Le comédien français Jonathan Capdevielle est de retour à Montréal avec un spectacle solo multidisciplinaire, Adishatz/Adieu, spectacle autobiographique qui oscille entre le tour de chant et les numéros de cabaret. Fascinant et émouvant.

Un bel avant-midi de printemps parisien, à la terrasse d'un café Place de Châtelet, Jonathan Capdevielle, casquette vissée sur la tête et barbe de deux jours, se fond dans la foule. L'acteur de 35 ans, originaire du sud-ouest de la France, vit à Paris depuis quelques années. Or, la plupart du temps, il est sur la route dans des festivals d'avant-garde pour jouer ses étranges solos interdisciplinaires et intimes. On l'a d'ailleurs déjà vu à Montréal: en février 2010, Capdevielle a présenté le troublant Jerk au Théâtre La Chapelle.

L'interprète français est de retour dans la métropole avec un autre solo, Adishatz/Adieu, qu'il a lui-même conçu et mis en scène, pour trois représentations seulement dès mercredi à l'Usine C. «C'est ma pièce la plus personnelle, autobiographique, dit-il. J'y parle de mon adolescence dans ma ville natale (Tarbes dans les Pyrénées) de ma famille, de la mort prématurée de mère et ma soeur (toutes deux du cancer), de mon rapport avec mon père, et aussi de sexualité, de fantasmes...»

Bien sûr, l'interprète pluridisciplinaire ne raconte pas sa vie de façon linéaire ou convenue. Il interprète d'abord des chansons pops a capella dans un répertoire éclectique qui va de Madonna à Francis Cabrel (il peut aussi ajouter des airs de Purcell, car l'acteur est un contre-ténor). Ensuite, il se travestit et se déhanche sur un tube de Lady Gaga; il évoque ses soirées paillardes avec des joueurs de rugby et les brumes des fins de nuit dans des discothèques de province; pour finir avec des chansons traditionnelles de sa région natale!
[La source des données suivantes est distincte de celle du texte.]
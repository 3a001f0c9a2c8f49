//! Invitation lifecycle tests over the in-memory store and mocked
//! collaborators.

mod common;

use chrono::{Duration, Utc};
use common::{bob_claims, seed_authorized_official, seed_organization, TestApp, TestAppBuilder};
use credential_service::models::{Invitation, InvitationStatus, InvitationType};
use credential_service::services::{
    AoInvitationAttributes, CdInvitationAttributes, InvitationError, PortalStore,
};
use uuid::Uuid;

fn bob_cd_attributes() -> CdInvitationAttributes {
    CdInvitationAttributes {
        invited_given_name: "Bob".to_string(),
        invited_family_name: "Hodges".to_string(),
        phone_raw: "222-222-2222".to_string(),
        invited_email: "bob@testy.com".to_string(),
        invited_email_confirmation: "bob@testy.com".to_string(),
    }
}

async fn invite_bob(app: &TestApp, org_id: Uuid, ao_id: Uuid) -> Invitation {
    app.state
        .invitations
        .invite_credential_delegate(org_id, ao_id, bob_cd_attributes())
        .await
        .expect("invitation should be created")
}

#[tokio::test]
async fn cd_invitation_end_to_end() {
    let app = TestApp::spawn();
    let org_id = seed_organization(app.store.as_ref(), "Health Hut").await;
    let ao_id = seed_authorized_official(app.store.as_ref(), org_id).await;

    // Invite succeeds and mails the delegate.
    let invitation = invite_bob(&app, org_id, ao_id).await;
    assert_eq!(invitation.status, InvitationStatus::Pending);
    assert_eq!(invitation.invitation_type, InvitationType::CredentialDelegate);
    let code = invitation.verification_code.clone().expect("cd code");
    assert_eq!(code.len(), 6);
    assert_eq!(app.mailer.sent().len(), 1);
    assert_eq!(app.mailer.sent()[0].0, "bob@testy.com");

    // Accept with matching identity claims within 48h.
    let (verified, claims) = app
        .state
        .invitations
        .verify_identity(org_id, invitation.invitation_id, "access-token")
        .await
        .expect("identity should verify");
    assert_eq!(claims.email, "bob@testy.com");
    app.state
        .invitations
        .confirm(&verified, Some(code.as_str()))
        .expect("code should match");

    let outcome = app
        .state
        .invitations
        .register(org_id, invitation.invitation_id, "access-token", Some(code.as_str()))
        .await
        .expect("registration should succeed");

    // A CD link now binds the accepting user to Health Hut.
    let link = app
        .store
        .find_cd_link_by_invitation(invitation.invitation_id)
        .await
        .unwrap()
        .expect("cd link created");
    assert_eq!(link.user_id, outcome.user.user_id);
    assert_eq!(link.provider_organization_id, org_id);

    // The invitation is accepted and its PII scrubbed.
    let stored = app
        .store
        .find_invitation(invitation.invitation_id)
        .await
        .unwrap()
        .expect("invitation still exists");
    assert_eq!(stored.status, InvitationStatus::Accepted);
    assert!(stored.invited_email.is_empty());
    assert!(stored.invited_given_name.is_empty());

    // A second acceptance attempt reports the terminal condition.
    let err = app
        .state
        .invitations
        .verify_identity(org_id, invitation.invitation_id, "access-token")
        .await
        .unwrap_err();
    assert!(matches!(err, InvitationError::CdAccepted));
}

#[tokio::test]
async fn acceptance_fails_on_email_mismatch_without_creating_link() {
    let mut claims = bob_claims();
    claims.email = "c@d.com".to_string();
    claims.additional_emails.clear();

    let app = TestAppBuilder::new().with_claims(claims).build();
    let org_id = seed_organization(app.store.as_ref(), "Health Hut").await;
    let ao_id = seed_authorized_official(app.store.as_ref(), org_id).await;

    let invitation = invite_bob(&app, org_id, ao_id).await;

    let err = app
        .state
        .invitations
        .verify_identity(org_id, invitation.invitation_id, "access-token")
        .await
        .unwrap_err();
    assert!(matches!(err, InvitationError::PiiMismatch));

    let link = app
        .store
        .find_cd_link_by_invitation(invitation.invitation_id)
        .await
        .unwrap();
    assert!(link.is_none());
}

#[tokio::test]
async fn acceptance_fails_on_name_mismatch() {
    let mut claims = bob_claims();
    claims.family_name = "Something Else".to_string();

    let app = TestAppBuilder::new().with_claims(claims).build();
    let org_id = seed_organization(app.store.as_ref(), "Health Hut").await;
    let ao_id = seed_authorized_official(app.store.as_ref(), org_id).await;

    let invitation = invite_bob(&app, org_id, ao_id).await;

    let err = app
        .state
        .invitations
        .verify_identity(org_id, invitation.invitation_id, "access-token")
        .await
        .unwrap_err();
    assert!(matches!(err, InvitationError::PiiMismatch));
}

#[tokio::test]
async fn expired_cd_invitation_cannot_be_accepted() {
    let app = TestApp::spawn();
    let org_id = seed_organization(app.store.as_ref(), "Health Hut").await;
    let ao_id = seed_authorized_official(app.store.as_ref(), org_id).await;

    let mut invitation = invite_bob(&app, org_id, ao_id).await;

    // Age the stored record past the 48-hour window.
    invitation.created_at = Utc::now() - Duration::hours(49);
    app.store.replace_invitation(&invitation);

    let err = app
        .state
        .invitations
        .verify_identity(org_id, invitation.invitation_id, "access-token")
        .await
        .unwrap_err();
    assert!(matches!(err, InvitationError::CdExpired));

    let stored = app
        .store
        .find_invitation(invitation.invitation_id)
        .await
        .unwrap()
        .unwrap();
    assert_ne!(stored.status, InvitationStatus::Accepted);
}

#[tokio::test]
async fn expired_ao_invitation_reports_ao_expired_and_renews() {
    let app = TestApp::spawn();
    let org_id = seed_organization(app.store.as_ref(), "Health Hut").await;

    let mut invitation = app
        .state
        .invitations
        .invite_authorized_official(
            org_id,
            AoInvitationAttributes {
                invited_given_name: String::new(),
                invited_family_name: String::new(),
                invited_email: "ao@testy.com".to_string(),
                invited_email_confirmation: "ao@testy.com".to_string(),
            },
        )
        .await
        .expect("ao invitation");

    invitation.created_at = Utc::now() - Duration::hours(49);
    app.store.replace_invitation(&invitation);

    let err = app
        .state
        .invitations
        .verify_identity(org_id, invitation.invitation_id, "access-token")
        .await
        .unwrap_err();
    assert!(matches!(err, InvitationError::AoExpired));

    // Renewal issues a fresh invitation and retires the old record.
    let replacement = app
        .state
        .invitations
        .renew(org_id, invitation.invitation_id)
        .await
        .expect("renewal");
    assert_ne!(replacement.invitation_id, invitation.invitation_id);
    assert_eq!(replacement.invited_email, "ao@testy.com");

    let old = app
        .store
        .find_invitation(invitation.invitation_id)
        .await
        .unwrap()
        .unwrap();
    assert_eq!(old.status, InvitationStatus::Renewed);
}

#[tokio::test]
async fn cd_invitations_cannot_be_renewed() {
    let app = TestApp::spawn();
    let org_id = seed_organization(app.store.as_ref(), "Health Hut").await;
    let ao_id = seed_authorized_official(app.store.as_ref(), org_id).await;

    let mut invitation = invite_bob(&app, org_id, ao_id).await;
    invitation.created_at = Utc::now() - Duration::hours(49);
    app.store.replace_invitation(&invitation);

    let err = app
        .state
        .invitations
        .renew(org_id, invitation.invitation_id)
        .await
        .unwrap_err();
    assert!(matches!(err, InvitationError::RenewalRefused));
}

#[tokio::test]
async fn wrong_verification_code_is_rejected() {
    let app = TestApp::spawn();
    let org_id = seed_organization(app.store.as_ref(), "Health Hut").await;
    let ao_id = seed_authorized_official(app.store.as_ref(), org_id).await;

    let invitation = invite_bob(&app, org_id, ao_id).await;

    let err = app
        .state
        .invitations
        .register(org_id, invitation.invitation_id, "access-token", Some("badcode"))
        .await
        .unwrap_err();
    assert!(matches!(err, InvitationError::CodeMismatch));
}

#[tokio::test]
async fn validation_failures_create_nothing_and_send_nothing() {
    let app = TestApp::spawn();
    let org_id = seed_organization(app.store.as_ref(), "Health Hut").await;
    let ao_id = seed_authorized_official(app.store.as_ref(), org_id).await;

    let mut attrs = bob_cd_attributes();
    attrs.invited_given_name = String::new();
    attrs.invited_email_confirmation = "robert@example.com".to_string();

    let err = app
        .state
        .invitations
        .invite_credential_delegate(org_id, ao_id, attrs)
        .await
        .unwrap_err();

    match err {
        InvitationError::Validation(errors) => {
            let fields = errors.field_errors();
            assert!(fields.contains_key("invited_given_name"));
            assert!(fields.contains_key("invited_email_confirmation"));
        }
        other => panic!("expected validation error, got {:?}", other),
    }

    assert!(app.mailer.sent().is_empty());
}

#[tokio::test]
async fn undeliverable_email_fails_validation() {
    let app = TestAppBuilder::new().with_deliverable(false).build();
    let org_id = seed_organization(app.store.as_ref(), "Health Hut").await;
    let ao_id = seed_authorized_official(app.store.as_ref(), org_id).await;

    let err = app
        .state
        .invitations
        .invite_credential_delegate(org_id, ao_id, bob_cd_attributes())
        .await
        .unwrap_err();

    match err {
        InvitationError::Validation(errors) => {
            assert!(errors.field_errors().contains_key("invited_email"));
        }
        other => panic!("expected validation error, got {:?}", other),
    }
}

#[tokio::test]
async fn non_ao_cannot_invite_credential_delegates() {
    let app = TestApp::spawn();
    let org_id = seed_organization(app.store.as_ref(), "Health Hut").await;

    let err = app
        .state
        .invitations
        .invite_credential_delegate(org_id, Uuid::new_v4(), bob_cd_attributes())
        .await
        .unwrap_err();
    assert!(matches!(err, InvitationError::NotAuthorized));
}

#[tokio::test]
async fn throttled_invitations_are_created_but_not_mailed() {
    let app = TestAppBuilder::new().with_throttle(1, 300).build();
    let org_id = seed_organization(app.store.as_ref(), "Health Hut").await;
    let ao_id = seed_authorized_official(app.store.as_ref(), org_id).await;

    let first = invite_bob(&app, org_id, ao_id).await;
    let second = invite_bob(&app, org_id, ao_id).await;
    assert_ne!(first.invitation_id, second.invitation_id);

    // Creation succeeded twice; only the first send passed the gate.
    assert_eq!(app.mailer.sent().len(), 1);
}

#[tokio::test]
async fn gateway_failure_surfaces_as_server_error() {
    let app = TestApp::spawn();
    let org_id = seed_organization(app.store.as_ref(), "Health Hut").await;
    let ao_id = seed_authorized_official(app.store.as_ref(), org_id).await;

    let invitation = invite_bob(&app, org_id, ao_id).await;

    app.identity.set_response(Err(
        credential_service::services::UserInfoError::Gateway("yikes".to_string()),
    ));

    let err = app
        .state
        .invitations
        .verify_identity(org_id, invitation.invitation_id, "access-token")
        .await
        .unwrap_err();
    assert!(matches!(err, InvitationError::ServerError(_)));
}

#[tokio::test]
async fn invitation_under_wrong_organization_is_invalid() {
    let app = TestApp::spawn();
    let org_id = seed_organization(app.store.as_ref(), "Health Hut").await;
    let other_org_id = seed_organization(app.store.as_ref(), "Other Org").await;
    let ao_id = seed_authorized_official(app.store.as_ref(), org_id).await;

    let invitation = invite_bob(&app, org_id, ao_id).await;

    let err = app
        .state
        .invitations
        .verify_identity(other_org_id, invitation.invitation_id, "access-token")
        .await
        .unwrap_err();
    assert!(matches!(err, InvitationError::Invalid));
}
Au départ, Adishatz/Adieu était un simple tour de chant, tout de même qualifié de «sublime et génial» par la revue branchée Les Inrockuptibles. Puis, le spectacle a évolué pour devenir «un roman familial trouble et éclaté». «Enfant, je faisais déjà du lipsych sur des tubes de Vanessa Paradis, Jean-Jacques Goldman et Annie Lennox, se souvient-il. Adolescent, quand j'ai découvert Madonna, je suis tout de suite devenu fan de la chanteuse. Pour un jeune adolescent homosexuel à Tarbes, petite ville de militaires, de cheminots et de rugbymen, Madonna a été un élément déclencheur pour assumer ma sexualité et mes fantasmes.»

Une rencontre déterminante

Après une formation d'acteur, Jonathan Capdevielle va quitter Tarbes au milieu des années 90 pour aller étudier l'art de la marionnette à Charleville. Là-bas, il fait la rencontre d'une étudiante qui aura une grande influence sur son parcours artistique: Gisèle Vienne. Il sera l'interprète fétiche de la metteure en scène dans une demi-douzaine de pièces, dont Jerk (création en 2008), un solo pour comédien, ventriloque et marionnettiste à gaine sur un texte de l'écrivain américain Dennis Cooper. Il y incarne David Brooks, un tortionnaire de garçons et complice d'un tueur en série emprisonné à perpétuité au Texas dans les années 70. Dans Jerk, son jeu précis, troublant et impressionnant reconstitue les crimes monstrueux de Brooks et ses complices. Il a été salué par la critique d'ici et d'ailleurs.

Artiste pluridisciplinaire, Capdevielle a exploré le chant, la danse, le théâtre... mais il demeure fasciné par la marionnette. «Avec la marionnette, un acteur peut créer tout seul une quantité de personnages en un tour de main. La marionnette a un pouvoir symbolique. C'est un objet mort, inanimé, qui prend vie soudainement et qui devient une prolongation de notre esprit, de notre imaginaire. C'est fascinant le potentiel de la marionnette sur une scène!»

Toutefois, cette dernière n'apparaît pas dans Adishatz/Adieu. Mais Capdevielle ne délaisse pas l'artifice pour autant. Le comédien se transforme en une blonde aguichante au milieu du spectacle. Assis devant un miroir, il se maquille cérémonieusement et enfile perruque et vêtements sexy pendant qu'on entend la voix de l'acteur reproduisant une conversation téléphonique entre son père et lui.

Beau moment évoquant l'incommunicabilité dans la famille, le clivage des générations et les non-dits avec nos proches. Cette pièce singulière devient alors un carnet intime et émouvant.

Adishatz/Adieu, conçu et interprété par Jonathan Capdevielle, du 11 avril au 13 avril à l'Usine C.